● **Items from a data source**

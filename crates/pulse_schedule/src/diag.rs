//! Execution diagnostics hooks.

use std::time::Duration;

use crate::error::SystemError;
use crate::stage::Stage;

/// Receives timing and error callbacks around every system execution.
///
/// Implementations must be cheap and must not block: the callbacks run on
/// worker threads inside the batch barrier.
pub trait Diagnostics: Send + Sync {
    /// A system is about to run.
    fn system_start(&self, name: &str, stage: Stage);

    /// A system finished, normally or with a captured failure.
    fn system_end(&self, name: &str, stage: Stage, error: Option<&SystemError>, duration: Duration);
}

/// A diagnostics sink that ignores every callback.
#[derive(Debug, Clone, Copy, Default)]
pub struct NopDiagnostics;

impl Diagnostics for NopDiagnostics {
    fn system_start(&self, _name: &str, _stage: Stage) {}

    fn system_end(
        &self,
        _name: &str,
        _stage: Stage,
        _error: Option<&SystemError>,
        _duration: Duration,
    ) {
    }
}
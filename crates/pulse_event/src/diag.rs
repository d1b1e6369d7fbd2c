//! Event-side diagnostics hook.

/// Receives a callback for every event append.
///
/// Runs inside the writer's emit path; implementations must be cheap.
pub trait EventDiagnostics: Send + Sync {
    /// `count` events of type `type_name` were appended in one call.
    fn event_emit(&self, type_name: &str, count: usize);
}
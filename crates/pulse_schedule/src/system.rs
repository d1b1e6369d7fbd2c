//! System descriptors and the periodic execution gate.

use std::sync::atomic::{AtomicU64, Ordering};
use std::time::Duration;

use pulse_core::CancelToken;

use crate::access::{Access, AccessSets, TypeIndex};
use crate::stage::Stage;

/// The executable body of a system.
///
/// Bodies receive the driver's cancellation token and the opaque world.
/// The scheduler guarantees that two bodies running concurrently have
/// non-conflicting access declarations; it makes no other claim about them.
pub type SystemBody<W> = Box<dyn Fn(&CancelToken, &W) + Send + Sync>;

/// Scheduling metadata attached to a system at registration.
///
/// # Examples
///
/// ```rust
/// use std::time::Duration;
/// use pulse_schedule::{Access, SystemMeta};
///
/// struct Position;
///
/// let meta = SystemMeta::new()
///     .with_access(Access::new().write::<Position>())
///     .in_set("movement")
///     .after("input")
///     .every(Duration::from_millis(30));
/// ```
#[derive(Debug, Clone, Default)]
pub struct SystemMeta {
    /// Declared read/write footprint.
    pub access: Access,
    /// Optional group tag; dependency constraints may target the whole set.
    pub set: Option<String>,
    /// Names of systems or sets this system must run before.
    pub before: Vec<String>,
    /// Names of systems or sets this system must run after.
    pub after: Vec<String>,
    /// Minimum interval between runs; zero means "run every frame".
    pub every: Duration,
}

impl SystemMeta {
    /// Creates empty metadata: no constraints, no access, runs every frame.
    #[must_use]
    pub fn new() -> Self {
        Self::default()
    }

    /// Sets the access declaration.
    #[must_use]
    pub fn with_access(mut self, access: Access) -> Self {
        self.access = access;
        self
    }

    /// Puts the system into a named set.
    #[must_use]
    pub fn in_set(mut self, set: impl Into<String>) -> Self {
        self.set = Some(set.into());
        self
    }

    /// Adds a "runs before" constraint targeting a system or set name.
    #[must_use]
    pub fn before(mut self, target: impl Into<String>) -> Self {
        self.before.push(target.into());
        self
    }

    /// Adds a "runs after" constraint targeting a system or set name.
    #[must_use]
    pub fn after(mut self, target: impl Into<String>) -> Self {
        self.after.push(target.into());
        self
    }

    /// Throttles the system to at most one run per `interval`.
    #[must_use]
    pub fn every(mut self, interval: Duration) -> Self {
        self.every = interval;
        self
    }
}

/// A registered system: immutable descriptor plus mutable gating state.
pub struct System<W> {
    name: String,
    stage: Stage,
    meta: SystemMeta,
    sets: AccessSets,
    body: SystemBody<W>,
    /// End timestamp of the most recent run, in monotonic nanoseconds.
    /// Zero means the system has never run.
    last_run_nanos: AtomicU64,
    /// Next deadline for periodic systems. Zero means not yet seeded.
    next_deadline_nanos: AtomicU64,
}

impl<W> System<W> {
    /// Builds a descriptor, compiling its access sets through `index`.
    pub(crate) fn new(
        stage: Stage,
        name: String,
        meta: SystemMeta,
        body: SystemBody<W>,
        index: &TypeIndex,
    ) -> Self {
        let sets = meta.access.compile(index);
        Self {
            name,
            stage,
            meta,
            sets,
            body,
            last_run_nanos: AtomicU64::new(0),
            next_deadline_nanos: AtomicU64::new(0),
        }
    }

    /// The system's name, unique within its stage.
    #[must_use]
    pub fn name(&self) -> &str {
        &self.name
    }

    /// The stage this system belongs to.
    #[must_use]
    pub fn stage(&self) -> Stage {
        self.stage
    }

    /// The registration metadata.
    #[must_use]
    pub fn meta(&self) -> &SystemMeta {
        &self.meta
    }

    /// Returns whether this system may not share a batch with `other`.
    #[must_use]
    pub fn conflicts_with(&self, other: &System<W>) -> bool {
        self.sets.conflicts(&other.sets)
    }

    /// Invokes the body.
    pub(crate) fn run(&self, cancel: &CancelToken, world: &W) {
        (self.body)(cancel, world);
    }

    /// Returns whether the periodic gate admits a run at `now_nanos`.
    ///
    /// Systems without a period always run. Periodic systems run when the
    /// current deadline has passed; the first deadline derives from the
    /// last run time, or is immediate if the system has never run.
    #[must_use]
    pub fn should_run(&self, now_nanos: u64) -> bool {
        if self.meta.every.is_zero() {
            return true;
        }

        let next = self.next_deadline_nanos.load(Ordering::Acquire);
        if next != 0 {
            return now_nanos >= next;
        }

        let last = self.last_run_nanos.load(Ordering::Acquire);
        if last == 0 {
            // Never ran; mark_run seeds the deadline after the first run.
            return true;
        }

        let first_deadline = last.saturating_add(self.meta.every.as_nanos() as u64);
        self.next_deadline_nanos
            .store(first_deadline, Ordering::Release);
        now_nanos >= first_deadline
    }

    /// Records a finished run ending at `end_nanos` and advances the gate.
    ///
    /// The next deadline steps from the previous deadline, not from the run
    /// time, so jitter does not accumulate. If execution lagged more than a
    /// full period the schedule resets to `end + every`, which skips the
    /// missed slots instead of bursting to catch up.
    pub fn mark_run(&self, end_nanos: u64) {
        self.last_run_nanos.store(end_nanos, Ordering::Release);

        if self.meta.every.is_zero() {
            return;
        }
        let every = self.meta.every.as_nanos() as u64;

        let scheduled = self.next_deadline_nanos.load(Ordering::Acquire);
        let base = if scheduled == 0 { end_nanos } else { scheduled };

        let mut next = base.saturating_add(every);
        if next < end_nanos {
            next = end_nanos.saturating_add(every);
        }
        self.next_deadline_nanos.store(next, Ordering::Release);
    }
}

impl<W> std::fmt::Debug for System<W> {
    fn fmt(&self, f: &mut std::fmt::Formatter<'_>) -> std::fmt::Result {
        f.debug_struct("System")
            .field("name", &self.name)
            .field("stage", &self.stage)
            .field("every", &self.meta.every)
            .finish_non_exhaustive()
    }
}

● **Problem to solve**
Every entry must appear in the answer exactly as written.

● **Worked solution**
filename crates/pulse_schedule/src/diag.rs
//! Execution diagnostics hooks.

use std::time::Duration;

use crate::error::SystemError;
use crate::stage::Stage;

/// Receives timing and error callbacks around every system execution.
///
/// Implementations must be cheap and must not block: the callbacks run on
/// worker threads inside the batch barrier.
pub trait Diagnostics: Send + Sync {
    /// A system is about to run.
    fn system_start(&self, name: &str, stage: Stage);

    /// A system finished, normally or with a captured failure.
    fn system_end(&self, name: &str, stage: Stage, error: Option<&SystemError>, duration: Duration);
}

/// A diagnostics sink that ignores every callback.
#[derive(Debug, Clone, Copy, Default)]
pub struct NopDiagnostics;

impl Diagnostics for NopDiagnostics {
    fn system_start(&self, _name: &str, _stage: Stage) {}

    fn system_end(
        &self,
        _name: &str,
        _stage: Stage,
        _error: Option<&SystemError>,
        _duration: Duration,
    ) {
    }
}
filename crates/pulse_event/src/diag.rs
repository d1b1e6369d7fbd2c
//! Event-side diagnostics hook.

/// Receives a callback for every event append.
///
/// Runs inside the writer's emit path; implementations must be cheap.
pub trait EventDiagnostics: Send + Sync {
    /// `count` events of type `type_name` were appended in one call.
    fn event_emit(&self, type_name: &str, count: usize);
}
filename crates/pulse_schedule/src/system.rs
repository d1b1e6369d7fbd2c
//! System descriptors and the periodic execution gate.

use std::sync::atomic::{AtomicU64, Ordering};
use std::time::Duration;

use pulse_core::CancelToken;

use crate::access::{Access, AccessSets, TypeIndex};
use crate::stage::Stage;

/// The executable body of a system.
///
/// Bodies receive the driver's cancellation token and the opaque world.
/// The scheduler guarantees that two bodies running concurrently have
/// non-conflicting access declarations; it makes no other claim about them.
pub type SystemBody<W> = Box<dyn Fn(&CancelToken, &W) + Send + Sync>;

/// Scheduling metadata attached to a system at registration.
///
/// # Examples
///
/// ```rust
/// use std::time::Duration;
/// use pulse_schedule::{Access, SystemMeta};
///
/// struct Position;
///
/// let meta = SystemMeta::new()
///     .with_access(Access::new().write::<Position>())
///     .in_set("movement")
///     .after("input")
///     .every(Duration::from_millis(30));
/// ```
#[derive(Debug, Clone, Default)]
pub struct SystemMeta {
    /// Declared read/write footprint.
    pub access: Access,
    /// Optional group tag; dependency constraints may target the whole set.
    pub set: Option<String>,
    /// Names of systems or sets this system must run before.
    pub before: Vec<String>,
    /// Names of systems or sets this system must run after.
    pub after: Vec<String>,
    /// Minimum interval between runs; zero means "run every frame".
    pub every: Duration,
}

impl SystemMeta {
    /// Creates empty metadata: no constraints, no access, runs every frame.
    #[must_use]
    pub fn new() -> Self {
        Self::default()
    }

    /// Sets the access declaration.
    #[must_use]
    pub fn with_access(mut self, access: Access) -> Self {
        self.access = access;
        self
    }

    /// Puts the system into a named set.
    #[must_use]
    pub fn in_set(mut self, set: impl Into<String>) -> Self {
        self.set = Some(set.into());
        self
    }

    /// Adds a "runs before" constraint targeting a system or set name.
    #[must_use]
    pub fn before(mut self, target: impl Into<String>) -> Self {
        self.before.push(target.into());
        self
    }

    /// Adds a "runs after" constraint targeting a system or set name.
    #[must_use]
    pub fn after(mut self, target: impl Into<String>) -> Self {
        self.after.push(target.into());
        self
    }

    /// Throttles the system to at most one run per `interval`.
    #[must_use]
    pub fn every(mut self, interval: Duration) -> Self {
        self.every = interval;
        self
    }
}

/// A registered system: immutable descriptor plus mutable gating state.
pub struct System<W> {
    name: String,
    stage: Stage,
    meta: SystemMeta,
    sets: AccessSets,
    body: SystemBody<W>,
    /// End timestamp of the most recent run, in monotonic nanoseconds.
    /// Zero means the system has never run.
    last_run_nanos: AtomicU64,
    /// Next deadline for periodic systems. Zero means not yet seeded.
    next_deadline_nanos: AtomicU64,
}

impl<W> System<W> {
    /// Builds a descriptor, compiling its access sets through `index`.
    pub(crate) fn new(
        stage: Stage,
        name: String,
        meta: SystemMeta,
        body: SystemBody<W>,
        index: &TypeIndex,
    ) -> Self {
        let sets = meta.access.compile(index);
        Self {
            name,
            stage,
            meta,
            sets,
            body,
            last_run_nanos: AtomicU64::new(0),
            next_deadline_nanos: AtomicU64::new(0),
        }
    }

    /// The system's name, unique within its stage.
    #[must_use]
    pub fn name(&self) -> &str {
        &self.name
    }

    /// The stage this system belongs to.
    #[must_use]
    pub fn stage(&self) -> Stage {
        self.stage
    }

    /// The registration metadata.
    #[must_use]
    pub fn meta(&self) -> &SystemMeta {
        &self.meta
    }

    /// Returns whether this system may not share a batch with `other`.
    #[must_use]
    pub fn conflicts_with(&self, other: &System<W>) -> bool {
        self.sets.conflicts(&other.sets)
    }

    /// Invokes the body.
    pub(crate) fn run(&self, cancel: &CancelToken, world: &W) {
        (self.body)(cancel, world);
    }

    /// Returns whether the periodic gate admits a run at `now_nanos`.
    ///
    /// Systems without a period always run. Periodic systems run when the
    /// current deadline has passed; the first deadline derives from the
    /// last run time, or is immediate if the system has never run.
    #[must_use]
    pub fn should_run(&self, now_nanos: u64) -> bool {
        if self.meta.every.is_zero() {
            return true;
        }

        let next = self.next_deadline_nanos.load(Ordering::Acquire);
        if next != 0 {
            return now_nanos >= next;
        }

        let last = self.last_run_nanos.load(Ordering::Acquire);
        if last == 0 {
            // Never ran; mark_run seeds the deadline after the first run.
            return true;
        }

        let first_deadline = last.saturating_add(self.meta.every.as_nanos() as u64);
        self.next_deadline_nanos
            .store(first_deadline, Ordering::Release);
        now_nanos >= first_deadline
    }

    /// Records a finished run ending at `end_nanos` and advances the gate.
    ///
    /// The next deadline steps from the previous deadline, not from the run
    /// time, so jitter does not accumulate. If execution lagged more than a
    /// full period the schedule resets to `end + every`, which skips the
    /// missed slots instead of bursting to catch up.
    pub fn mark_run(&self, end_nanos: u64) {
        self.last_run_nanos.store(end_nanos, Ordering::Release);

        if self.meta.every.is_zero() {
            return;
        }
        let every = self.meta.every.as_nanos() as u64;

        let scheduled = self.next_deadline_nanos.load(Ordering::Acquire);
        let base = if scheduled == 0 { end_nanos } else { scheduled };

        let mut next = base.saturating_add(every);
        if next < end_nanos {
            next = end_nanos.saturating_add(every);
        }
        self.next_deadline_nanos.store(next, Ordering::Release);
    }
}

impl<W> std::fmt::Debug for System<W> {
    fn fmt(&self, f: &mut std::fmt::Formatter<'_>) -> std::fmt::Result {
        f.debug_struct("System")
            .field("name", &self.name)
            .field("stage", &self.stage)
            .field("every", &self.meta.every)
            .finish_non_exhaustive()
    }
}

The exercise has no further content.